▸ **About this exercise**: Write out exactly the lines below that run from the one containing "pub fn by_id(id: Uuid)" through the one containing "the count fails.", both included, with no other lines.

================

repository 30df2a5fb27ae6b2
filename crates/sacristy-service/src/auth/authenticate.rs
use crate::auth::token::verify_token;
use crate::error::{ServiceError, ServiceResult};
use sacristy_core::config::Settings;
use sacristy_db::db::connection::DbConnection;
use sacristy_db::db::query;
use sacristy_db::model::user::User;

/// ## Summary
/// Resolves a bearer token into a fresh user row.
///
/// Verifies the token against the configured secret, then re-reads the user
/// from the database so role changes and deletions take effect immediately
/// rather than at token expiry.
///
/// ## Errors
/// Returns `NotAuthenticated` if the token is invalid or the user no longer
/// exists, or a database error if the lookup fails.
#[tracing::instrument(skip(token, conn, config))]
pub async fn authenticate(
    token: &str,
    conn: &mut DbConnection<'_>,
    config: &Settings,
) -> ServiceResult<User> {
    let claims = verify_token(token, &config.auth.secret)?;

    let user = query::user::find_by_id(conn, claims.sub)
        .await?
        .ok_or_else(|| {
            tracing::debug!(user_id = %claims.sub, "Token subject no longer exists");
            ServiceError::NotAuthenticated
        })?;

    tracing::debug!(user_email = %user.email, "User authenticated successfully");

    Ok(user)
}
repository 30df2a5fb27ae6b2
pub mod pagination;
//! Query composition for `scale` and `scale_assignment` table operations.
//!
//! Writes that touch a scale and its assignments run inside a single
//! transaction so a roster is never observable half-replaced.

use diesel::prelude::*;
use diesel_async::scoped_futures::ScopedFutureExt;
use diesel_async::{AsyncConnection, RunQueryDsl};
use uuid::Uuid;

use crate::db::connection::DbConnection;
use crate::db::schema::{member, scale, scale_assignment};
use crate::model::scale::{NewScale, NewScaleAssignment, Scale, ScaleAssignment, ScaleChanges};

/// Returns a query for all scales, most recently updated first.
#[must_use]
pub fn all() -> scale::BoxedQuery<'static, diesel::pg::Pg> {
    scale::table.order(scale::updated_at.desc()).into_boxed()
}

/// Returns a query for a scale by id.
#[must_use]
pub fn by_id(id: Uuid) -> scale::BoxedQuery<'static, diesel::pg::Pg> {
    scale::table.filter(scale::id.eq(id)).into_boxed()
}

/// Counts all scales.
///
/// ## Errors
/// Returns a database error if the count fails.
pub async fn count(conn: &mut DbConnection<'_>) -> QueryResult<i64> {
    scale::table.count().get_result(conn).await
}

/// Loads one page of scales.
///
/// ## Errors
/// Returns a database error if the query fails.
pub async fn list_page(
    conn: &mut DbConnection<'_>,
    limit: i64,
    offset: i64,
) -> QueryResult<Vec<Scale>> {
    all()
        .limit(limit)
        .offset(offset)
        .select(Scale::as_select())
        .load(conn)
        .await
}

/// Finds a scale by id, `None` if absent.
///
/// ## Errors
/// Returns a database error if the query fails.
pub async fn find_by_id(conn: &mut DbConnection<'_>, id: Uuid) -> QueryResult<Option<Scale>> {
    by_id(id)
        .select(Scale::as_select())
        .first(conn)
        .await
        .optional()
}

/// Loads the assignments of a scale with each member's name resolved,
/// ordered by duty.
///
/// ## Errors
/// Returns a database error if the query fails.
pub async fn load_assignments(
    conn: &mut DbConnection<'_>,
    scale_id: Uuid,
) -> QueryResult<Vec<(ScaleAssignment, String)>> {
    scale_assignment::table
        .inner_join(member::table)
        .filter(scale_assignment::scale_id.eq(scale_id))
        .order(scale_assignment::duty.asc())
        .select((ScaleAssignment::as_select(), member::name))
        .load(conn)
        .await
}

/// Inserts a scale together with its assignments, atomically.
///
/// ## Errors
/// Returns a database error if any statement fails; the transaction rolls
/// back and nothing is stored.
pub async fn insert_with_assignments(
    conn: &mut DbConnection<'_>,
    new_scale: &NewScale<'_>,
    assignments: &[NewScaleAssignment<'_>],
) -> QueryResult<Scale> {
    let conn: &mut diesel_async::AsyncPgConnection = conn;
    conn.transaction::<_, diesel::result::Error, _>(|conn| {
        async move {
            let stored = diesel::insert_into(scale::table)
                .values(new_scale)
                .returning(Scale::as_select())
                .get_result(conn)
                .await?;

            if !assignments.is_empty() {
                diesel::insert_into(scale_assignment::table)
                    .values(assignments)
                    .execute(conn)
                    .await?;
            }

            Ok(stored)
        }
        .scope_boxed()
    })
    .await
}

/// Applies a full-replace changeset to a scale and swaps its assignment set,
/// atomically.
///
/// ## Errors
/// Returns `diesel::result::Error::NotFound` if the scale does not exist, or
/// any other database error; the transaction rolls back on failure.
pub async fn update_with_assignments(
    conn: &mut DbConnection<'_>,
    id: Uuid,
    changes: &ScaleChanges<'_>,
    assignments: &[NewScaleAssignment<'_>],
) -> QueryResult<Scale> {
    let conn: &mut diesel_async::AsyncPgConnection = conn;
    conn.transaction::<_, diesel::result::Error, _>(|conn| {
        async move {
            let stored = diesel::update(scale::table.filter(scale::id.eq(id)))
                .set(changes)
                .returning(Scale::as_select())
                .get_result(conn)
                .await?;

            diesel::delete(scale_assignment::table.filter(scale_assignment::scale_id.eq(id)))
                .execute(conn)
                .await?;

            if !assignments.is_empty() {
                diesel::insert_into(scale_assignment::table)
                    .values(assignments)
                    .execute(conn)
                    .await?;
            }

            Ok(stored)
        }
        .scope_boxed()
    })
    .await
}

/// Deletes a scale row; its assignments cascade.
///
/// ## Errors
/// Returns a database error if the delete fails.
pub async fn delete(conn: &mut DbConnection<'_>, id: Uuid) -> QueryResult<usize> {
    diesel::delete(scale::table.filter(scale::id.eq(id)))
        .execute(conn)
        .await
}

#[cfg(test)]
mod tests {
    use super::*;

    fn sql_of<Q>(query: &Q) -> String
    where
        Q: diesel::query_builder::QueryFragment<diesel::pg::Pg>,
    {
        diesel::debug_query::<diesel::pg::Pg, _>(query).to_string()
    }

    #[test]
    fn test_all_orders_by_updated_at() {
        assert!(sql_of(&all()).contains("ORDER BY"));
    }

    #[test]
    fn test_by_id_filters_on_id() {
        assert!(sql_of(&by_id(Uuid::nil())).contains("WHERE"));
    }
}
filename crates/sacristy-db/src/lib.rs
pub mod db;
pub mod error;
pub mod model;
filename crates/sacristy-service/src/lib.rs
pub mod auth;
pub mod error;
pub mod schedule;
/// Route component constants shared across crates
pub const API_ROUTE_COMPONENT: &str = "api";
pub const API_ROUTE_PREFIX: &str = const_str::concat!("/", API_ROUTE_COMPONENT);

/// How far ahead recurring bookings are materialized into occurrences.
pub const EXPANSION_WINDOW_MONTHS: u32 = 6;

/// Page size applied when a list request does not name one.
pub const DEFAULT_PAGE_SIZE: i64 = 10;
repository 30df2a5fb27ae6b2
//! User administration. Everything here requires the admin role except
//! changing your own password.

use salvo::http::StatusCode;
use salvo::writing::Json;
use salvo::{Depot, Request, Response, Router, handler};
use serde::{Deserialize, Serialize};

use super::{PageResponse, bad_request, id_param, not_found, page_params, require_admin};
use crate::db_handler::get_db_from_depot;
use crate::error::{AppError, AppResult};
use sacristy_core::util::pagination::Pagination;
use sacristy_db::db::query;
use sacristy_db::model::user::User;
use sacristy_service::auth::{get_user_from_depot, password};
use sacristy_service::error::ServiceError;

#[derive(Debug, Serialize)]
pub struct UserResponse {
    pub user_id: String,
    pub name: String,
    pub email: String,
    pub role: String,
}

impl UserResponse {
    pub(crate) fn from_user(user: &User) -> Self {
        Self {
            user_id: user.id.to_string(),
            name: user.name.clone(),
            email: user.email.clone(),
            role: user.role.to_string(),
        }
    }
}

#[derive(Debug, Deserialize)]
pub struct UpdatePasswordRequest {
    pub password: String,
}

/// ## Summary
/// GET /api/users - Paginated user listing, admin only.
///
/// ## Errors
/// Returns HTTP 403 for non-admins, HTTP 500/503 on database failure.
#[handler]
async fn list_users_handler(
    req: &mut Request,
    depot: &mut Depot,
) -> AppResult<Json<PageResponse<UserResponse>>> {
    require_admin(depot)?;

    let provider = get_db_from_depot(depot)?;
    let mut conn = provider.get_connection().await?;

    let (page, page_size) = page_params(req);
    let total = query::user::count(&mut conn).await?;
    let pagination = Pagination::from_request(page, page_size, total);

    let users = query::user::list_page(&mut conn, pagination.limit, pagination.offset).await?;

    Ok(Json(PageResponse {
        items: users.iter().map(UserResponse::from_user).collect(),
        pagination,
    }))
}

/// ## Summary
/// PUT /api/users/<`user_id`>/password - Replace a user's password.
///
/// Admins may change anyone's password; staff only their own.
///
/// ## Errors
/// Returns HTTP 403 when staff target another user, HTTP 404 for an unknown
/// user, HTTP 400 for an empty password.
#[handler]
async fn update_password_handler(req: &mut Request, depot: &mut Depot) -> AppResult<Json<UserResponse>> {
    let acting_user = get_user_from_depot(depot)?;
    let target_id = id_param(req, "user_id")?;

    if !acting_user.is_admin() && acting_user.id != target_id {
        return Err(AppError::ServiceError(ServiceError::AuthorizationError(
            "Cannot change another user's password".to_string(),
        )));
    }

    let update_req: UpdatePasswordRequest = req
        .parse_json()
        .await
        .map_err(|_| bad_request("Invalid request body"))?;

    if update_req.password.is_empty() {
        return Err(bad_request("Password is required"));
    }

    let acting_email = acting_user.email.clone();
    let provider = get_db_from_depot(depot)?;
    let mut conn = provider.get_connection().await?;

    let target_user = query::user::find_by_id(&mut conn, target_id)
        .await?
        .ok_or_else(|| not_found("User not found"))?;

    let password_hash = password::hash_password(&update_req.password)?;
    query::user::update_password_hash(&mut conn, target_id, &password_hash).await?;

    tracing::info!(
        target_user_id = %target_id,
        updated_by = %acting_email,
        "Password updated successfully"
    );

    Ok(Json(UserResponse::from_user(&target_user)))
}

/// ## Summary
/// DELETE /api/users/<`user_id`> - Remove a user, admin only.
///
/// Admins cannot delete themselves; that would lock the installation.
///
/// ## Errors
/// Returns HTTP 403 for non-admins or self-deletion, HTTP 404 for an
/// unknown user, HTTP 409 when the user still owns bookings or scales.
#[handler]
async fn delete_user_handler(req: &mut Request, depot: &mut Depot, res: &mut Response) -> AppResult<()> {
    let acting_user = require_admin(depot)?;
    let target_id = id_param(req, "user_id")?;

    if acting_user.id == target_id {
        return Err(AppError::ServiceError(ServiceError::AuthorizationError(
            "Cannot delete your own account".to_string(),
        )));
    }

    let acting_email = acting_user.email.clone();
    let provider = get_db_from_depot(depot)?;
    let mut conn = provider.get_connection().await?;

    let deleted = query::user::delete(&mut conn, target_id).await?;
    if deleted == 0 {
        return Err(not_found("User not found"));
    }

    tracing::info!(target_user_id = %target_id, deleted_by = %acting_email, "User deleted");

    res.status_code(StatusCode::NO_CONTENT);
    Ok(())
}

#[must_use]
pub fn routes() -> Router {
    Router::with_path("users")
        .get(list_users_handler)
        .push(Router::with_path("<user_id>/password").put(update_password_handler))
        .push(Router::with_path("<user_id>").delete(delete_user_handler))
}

================

▸ **Written reply**:
pub fn by_id(id: Uuid) -> scale::BoxedQuery<'static, diesel::pg::Pg> {
    scale::table.filter(scale::id.eq(id)).into_boxed()
}

/// Counts all scales.
///
/// ## Errors
/// Returns a database error if the count fails.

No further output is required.